AIM OF THE TASK ::
Pick every line out of the entries below that has the string "RateLimitDecision", and copy it.

++++++++++

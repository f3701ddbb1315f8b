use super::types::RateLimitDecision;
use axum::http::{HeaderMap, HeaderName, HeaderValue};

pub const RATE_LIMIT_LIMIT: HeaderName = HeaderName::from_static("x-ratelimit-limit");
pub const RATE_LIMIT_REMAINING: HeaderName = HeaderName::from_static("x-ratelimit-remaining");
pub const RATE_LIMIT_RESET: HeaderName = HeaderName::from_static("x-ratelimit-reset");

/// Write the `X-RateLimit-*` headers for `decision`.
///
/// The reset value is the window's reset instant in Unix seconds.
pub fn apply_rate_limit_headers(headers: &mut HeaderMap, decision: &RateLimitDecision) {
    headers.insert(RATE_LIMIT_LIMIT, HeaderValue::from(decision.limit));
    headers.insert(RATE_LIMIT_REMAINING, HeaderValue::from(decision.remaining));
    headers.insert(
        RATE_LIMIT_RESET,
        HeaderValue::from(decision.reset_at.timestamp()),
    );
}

++++++++++

RESPONSE BELOW ::
use super::types::RateLimitDecision;
pub fn apply_rate_limit_headers(headers: &mut HeaderMap, decision: &RateLimitDecision) {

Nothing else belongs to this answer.